“I have a dog. And it’s coming home with me.”

It was our seventh wedding anniversary and these were not exactly the words I was longing to hear from my husband. I naively thought he was calling on his drive home from a late-night class to remind me how wonderful he thought I was, or to declare that, after seven years, he was still itch-less in our relationship. Besides that, we already had two dogs. They were best buds: a perfect pair. I didn’t want a third-wheel dog.

I paused a minute to take it all in, then launched into a barrage of questions. “What breed? Boy or girl? Did it come to you? How big? How old? Was it wearing a collar?”

My husband casually responded, “Girl. Maybe some Shar Pei. No collar. I bribed her to get in the car with a granola bar. She looked really lost.”

All I could think was, “Shar Pei? They don’t even have a snuggly coat.” I pictured a hideous dog with prickly fur. So much for anniversary celebrations.
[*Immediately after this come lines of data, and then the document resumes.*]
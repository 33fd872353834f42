//! VIC-II video chip (6569/6567).
//!
//! One call to [`Vic::cycle`] performs one bus cycle's worth of work:
//! the fetch scheduled for the current `(raster_line, raster_cycle)`
//! pair, eight pixels of output, and the BA decision handed back to the
//! CPU as RDY.
//!
//! # Bad lines
//!
//! A bad line occurs when DEN was seen set during line $30, the raster
//! is inside $30-$F7, and `raster & 7 == YSCROLL`. The chip then steals
//! the bus for the 40 character-matrix fetches, asserting BA three
//! cycles ahead of the first one.
//!
//! # Shadow registers
//!
//! Every write lands in `reg_current`; a pipeline bit copies it into
//! `reg_delayed` at the start of the next cycle, and rendering reads the
//! delayed file. The gray-dot bug writes $F into the delayed color for
//! the one cycle the copy is in flight.

#![allow(clippy::cast_possible_truncation)]

use emu_core::{Observable, Value};

use crate::cartridge::Cartridge;
use crate::config::{GlueLogic, VicModel};
use crate::mem::C64Memory;
use crate::palette::{compute_palette, PaletteSettings};

/// Pipeline bit: copy `reg_current` → `reg_delayed` next cycle.
const DELAY_REG_COPY: u32 = 1 << 0;
/// Pipeline bit: a glue-logic bank transition is in flight.
const DELAY_BANK_SWITCH: u32 = 1 << 1;

/// Widest line any model produces, in pixels.
const MAX_LINE_PX: usize = 65 * 8;

/// What the VIC sees at a 4 KiB page of its address space.
#[derive(Debug, Clone, Copy, PartialEq, Eq)]
enum VicMemSource {
    Ram,
    CharRom,
    CartHi,
}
It was late anyway, so I went bed, rudely ignoring our overnight guest before she even arrived.

The next morning, I stumbled out to the kitchen where my ever-chipper-morning-person husband was already enjoying breakfast. He gave me a sheepish smile and glanced toward the back door. I peeked out to see the pup sitting on the deck, peering over our yard as if she were a queen.

“Oh, she’s adorable! Nothing like you said!” I flung the back door wide open. She came trotting in, sat down, and leaned all her body weight against my leg, staring up at me from underneath the most wrinkly forehead I’ve ever seen. As I leaned down to stroke her, I couldn’t help but notice the many small bug bites on her stomach, the frailty with which she carried herself, or the strong stench radiating from her coat. This little pup had been on the streets for a while.

My heart melted, but only for an instant. I thought about the two dogs we already had. They were both seniors and I wanted them to spend their golden years in peace. This little girl was clearly a pup and she had energy to boot.

“I don’t think we can keep her. It’s just not a good fit.” My husband agreed; our loyalty lay with our furry old boys.

We posted flyers in the area, hoping someone would claim her. After a day or two with no response, we knew we had to step up our search for a home. I had spent some time volunteering at an animal shelter, so I knew just who to call.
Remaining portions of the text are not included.